**WHAT THE TASK ASKS**: Retype exactly the lines below, beginning with the first and ending with the line where "pub fn owner_ids(value: &Value)" appears.

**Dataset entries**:
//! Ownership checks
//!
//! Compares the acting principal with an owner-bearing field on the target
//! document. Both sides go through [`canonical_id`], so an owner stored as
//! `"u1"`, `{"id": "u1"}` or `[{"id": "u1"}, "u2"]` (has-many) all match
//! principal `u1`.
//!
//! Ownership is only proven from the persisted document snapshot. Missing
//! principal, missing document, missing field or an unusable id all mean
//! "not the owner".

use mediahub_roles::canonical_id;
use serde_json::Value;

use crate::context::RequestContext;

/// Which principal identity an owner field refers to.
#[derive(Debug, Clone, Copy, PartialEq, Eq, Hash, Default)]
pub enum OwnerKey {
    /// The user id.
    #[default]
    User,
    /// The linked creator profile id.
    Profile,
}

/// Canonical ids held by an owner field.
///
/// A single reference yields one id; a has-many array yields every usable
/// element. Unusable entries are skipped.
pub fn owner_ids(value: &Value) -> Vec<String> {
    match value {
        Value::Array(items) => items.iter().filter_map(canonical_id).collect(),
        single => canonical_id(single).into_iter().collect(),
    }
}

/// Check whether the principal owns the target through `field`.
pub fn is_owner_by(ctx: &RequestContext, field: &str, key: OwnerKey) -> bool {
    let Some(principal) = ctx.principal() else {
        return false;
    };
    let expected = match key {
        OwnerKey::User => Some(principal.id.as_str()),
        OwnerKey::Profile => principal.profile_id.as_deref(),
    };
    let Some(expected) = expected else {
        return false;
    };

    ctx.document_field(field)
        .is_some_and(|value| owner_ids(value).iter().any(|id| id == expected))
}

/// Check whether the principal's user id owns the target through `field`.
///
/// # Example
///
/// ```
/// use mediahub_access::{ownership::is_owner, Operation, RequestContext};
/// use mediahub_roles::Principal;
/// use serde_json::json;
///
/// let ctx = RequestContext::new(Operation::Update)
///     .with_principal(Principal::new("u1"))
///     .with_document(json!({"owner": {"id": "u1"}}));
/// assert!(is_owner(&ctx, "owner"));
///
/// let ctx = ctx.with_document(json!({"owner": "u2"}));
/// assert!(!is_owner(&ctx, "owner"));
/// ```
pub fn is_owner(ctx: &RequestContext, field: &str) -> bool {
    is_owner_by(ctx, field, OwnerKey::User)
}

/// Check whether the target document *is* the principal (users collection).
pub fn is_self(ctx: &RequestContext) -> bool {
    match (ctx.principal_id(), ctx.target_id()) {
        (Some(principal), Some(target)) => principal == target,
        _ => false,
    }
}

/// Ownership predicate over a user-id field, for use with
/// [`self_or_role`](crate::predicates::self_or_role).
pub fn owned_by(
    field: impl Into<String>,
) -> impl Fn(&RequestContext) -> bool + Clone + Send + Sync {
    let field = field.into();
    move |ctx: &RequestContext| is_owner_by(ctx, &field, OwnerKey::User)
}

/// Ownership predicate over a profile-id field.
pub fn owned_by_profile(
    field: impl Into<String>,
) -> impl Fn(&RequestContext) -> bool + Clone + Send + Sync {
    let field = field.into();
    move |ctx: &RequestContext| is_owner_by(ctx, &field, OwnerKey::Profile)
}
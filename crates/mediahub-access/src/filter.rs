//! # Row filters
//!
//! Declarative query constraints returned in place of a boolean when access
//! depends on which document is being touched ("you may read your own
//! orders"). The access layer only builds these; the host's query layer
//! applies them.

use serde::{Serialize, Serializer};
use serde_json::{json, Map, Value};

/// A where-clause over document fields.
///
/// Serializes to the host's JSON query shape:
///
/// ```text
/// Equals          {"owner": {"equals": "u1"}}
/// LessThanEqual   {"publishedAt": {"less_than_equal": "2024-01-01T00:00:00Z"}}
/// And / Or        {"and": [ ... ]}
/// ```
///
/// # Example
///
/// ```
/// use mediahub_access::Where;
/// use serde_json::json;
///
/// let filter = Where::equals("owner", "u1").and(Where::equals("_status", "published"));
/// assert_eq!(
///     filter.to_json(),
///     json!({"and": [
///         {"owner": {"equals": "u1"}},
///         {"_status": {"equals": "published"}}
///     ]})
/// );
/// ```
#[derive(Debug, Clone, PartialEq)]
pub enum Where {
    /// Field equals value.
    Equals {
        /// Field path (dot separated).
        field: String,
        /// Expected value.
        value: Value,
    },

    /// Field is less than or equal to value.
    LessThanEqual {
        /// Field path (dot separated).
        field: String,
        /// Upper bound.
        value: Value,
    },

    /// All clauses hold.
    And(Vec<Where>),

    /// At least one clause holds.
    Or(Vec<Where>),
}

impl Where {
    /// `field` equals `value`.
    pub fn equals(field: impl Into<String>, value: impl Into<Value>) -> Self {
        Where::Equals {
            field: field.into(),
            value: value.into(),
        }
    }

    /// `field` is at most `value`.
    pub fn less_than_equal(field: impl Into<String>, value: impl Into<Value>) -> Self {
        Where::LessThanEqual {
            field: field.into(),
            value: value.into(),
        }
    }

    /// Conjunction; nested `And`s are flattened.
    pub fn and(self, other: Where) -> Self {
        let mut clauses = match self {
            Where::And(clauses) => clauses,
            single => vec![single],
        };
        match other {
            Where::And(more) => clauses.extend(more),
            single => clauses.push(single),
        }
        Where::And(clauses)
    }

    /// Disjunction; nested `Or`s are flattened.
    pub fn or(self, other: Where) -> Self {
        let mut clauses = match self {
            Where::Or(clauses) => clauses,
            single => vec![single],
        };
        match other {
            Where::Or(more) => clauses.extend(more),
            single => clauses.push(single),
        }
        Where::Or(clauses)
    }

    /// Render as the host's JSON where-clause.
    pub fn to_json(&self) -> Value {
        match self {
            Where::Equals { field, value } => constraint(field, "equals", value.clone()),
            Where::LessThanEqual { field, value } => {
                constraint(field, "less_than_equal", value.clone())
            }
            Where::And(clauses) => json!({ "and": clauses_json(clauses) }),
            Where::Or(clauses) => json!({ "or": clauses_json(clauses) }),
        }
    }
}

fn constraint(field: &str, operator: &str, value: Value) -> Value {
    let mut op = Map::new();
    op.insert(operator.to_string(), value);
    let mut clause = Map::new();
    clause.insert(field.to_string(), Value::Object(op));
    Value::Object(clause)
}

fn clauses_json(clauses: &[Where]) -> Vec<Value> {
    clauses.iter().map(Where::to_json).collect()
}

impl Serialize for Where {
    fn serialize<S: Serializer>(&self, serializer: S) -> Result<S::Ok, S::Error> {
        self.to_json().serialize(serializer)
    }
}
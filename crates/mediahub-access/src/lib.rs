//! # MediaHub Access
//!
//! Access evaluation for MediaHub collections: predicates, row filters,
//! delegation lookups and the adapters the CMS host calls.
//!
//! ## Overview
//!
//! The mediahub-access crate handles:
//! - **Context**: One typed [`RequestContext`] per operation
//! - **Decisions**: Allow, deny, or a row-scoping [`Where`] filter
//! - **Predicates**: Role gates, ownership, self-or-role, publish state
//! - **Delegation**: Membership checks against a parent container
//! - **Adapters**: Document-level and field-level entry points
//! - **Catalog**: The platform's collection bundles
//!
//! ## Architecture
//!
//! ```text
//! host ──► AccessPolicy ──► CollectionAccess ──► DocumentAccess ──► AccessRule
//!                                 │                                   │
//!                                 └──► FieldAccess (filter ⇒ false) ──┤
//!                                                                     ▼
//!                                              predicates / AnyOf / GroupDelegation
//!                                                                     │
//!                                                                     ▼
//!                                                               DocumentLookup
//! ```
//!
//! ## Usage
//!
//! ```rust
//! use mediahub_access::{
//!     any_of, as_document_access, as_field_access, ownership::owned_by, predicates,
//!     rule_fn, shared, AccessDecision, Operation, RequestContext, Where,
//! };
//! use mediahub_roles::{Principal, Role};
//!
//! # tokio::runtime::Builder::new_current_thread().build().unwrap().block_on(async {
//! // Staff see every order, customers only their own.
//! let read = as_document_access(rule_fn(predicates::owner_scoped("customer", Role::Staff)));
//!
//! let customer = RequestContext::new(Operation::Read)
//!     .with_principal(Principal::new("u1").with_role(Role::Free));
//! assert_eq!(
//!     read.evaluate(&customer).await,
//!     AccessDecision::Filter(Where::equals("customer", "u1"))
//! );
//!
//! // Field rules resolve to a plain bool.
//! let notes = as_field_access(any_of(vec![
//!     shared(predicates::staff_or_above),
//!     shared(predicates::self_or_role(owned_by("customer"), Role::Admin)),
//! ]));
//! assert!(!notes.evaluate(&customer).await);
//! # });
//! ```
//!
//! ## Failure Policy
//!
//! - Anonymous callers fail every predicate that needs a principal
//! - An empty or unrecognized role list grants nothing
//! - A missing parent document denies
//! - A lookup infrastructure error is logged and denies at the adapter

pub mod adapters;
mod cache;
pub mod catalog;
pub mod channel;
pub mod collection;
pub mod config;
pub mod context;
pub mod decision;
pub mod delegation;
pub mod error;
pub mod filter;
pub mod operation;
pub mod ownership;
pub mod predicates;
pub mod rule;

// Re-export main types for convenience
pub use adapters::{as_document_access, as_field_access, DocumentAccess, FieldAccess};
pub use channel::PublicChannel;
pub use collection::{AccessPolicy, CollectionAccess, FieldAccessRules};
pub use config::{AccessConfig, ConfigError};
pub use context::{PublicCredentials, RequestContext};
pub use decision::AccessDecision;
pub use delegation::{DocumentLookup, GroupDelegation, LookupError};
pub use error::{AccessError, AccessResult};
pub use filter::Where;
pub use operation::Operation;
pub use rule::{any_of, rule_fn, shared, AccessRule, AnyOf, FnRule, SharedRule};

**SOLUTION FOR THIS PROBLEM**:
//! Ownership checks
//!
//! Compares the acting principal with an owner-bearing field on the target
//! document. Both sides go through [`canonical_id`], so an owner stored as
//! `"u1"`, `{"id": "u1"}` or `[{"id": "u1"}, "u2"]` (has-many) all match
//! principal `u1`.
//!
//! Ownership is only proven from the persisted document snapshot. Missing
//! principal, missing document, missing field or an unusable id all mean
//! "not the owner".

use mediahub_roles::canonical_id;
use serde_json::Value;

use crate::context::RequestContext;

/// Which principal identity an owner field refers to.
#[derive(Debug, Clone, Copy, PartialEq, Eq, Hash, Default)]
pub enum OwnerKey {
    /// The user id.
    #[default]
    User,
    /// The linked creator profile id.
    Profile,
}

/// Canonical ids held by an owner field.
///
/// A single reference yields one id; a has-many array yields every usable
/// element. Unusable entries are skipped.
pub fn owner_ids(value: &Value) -> Vec<String> {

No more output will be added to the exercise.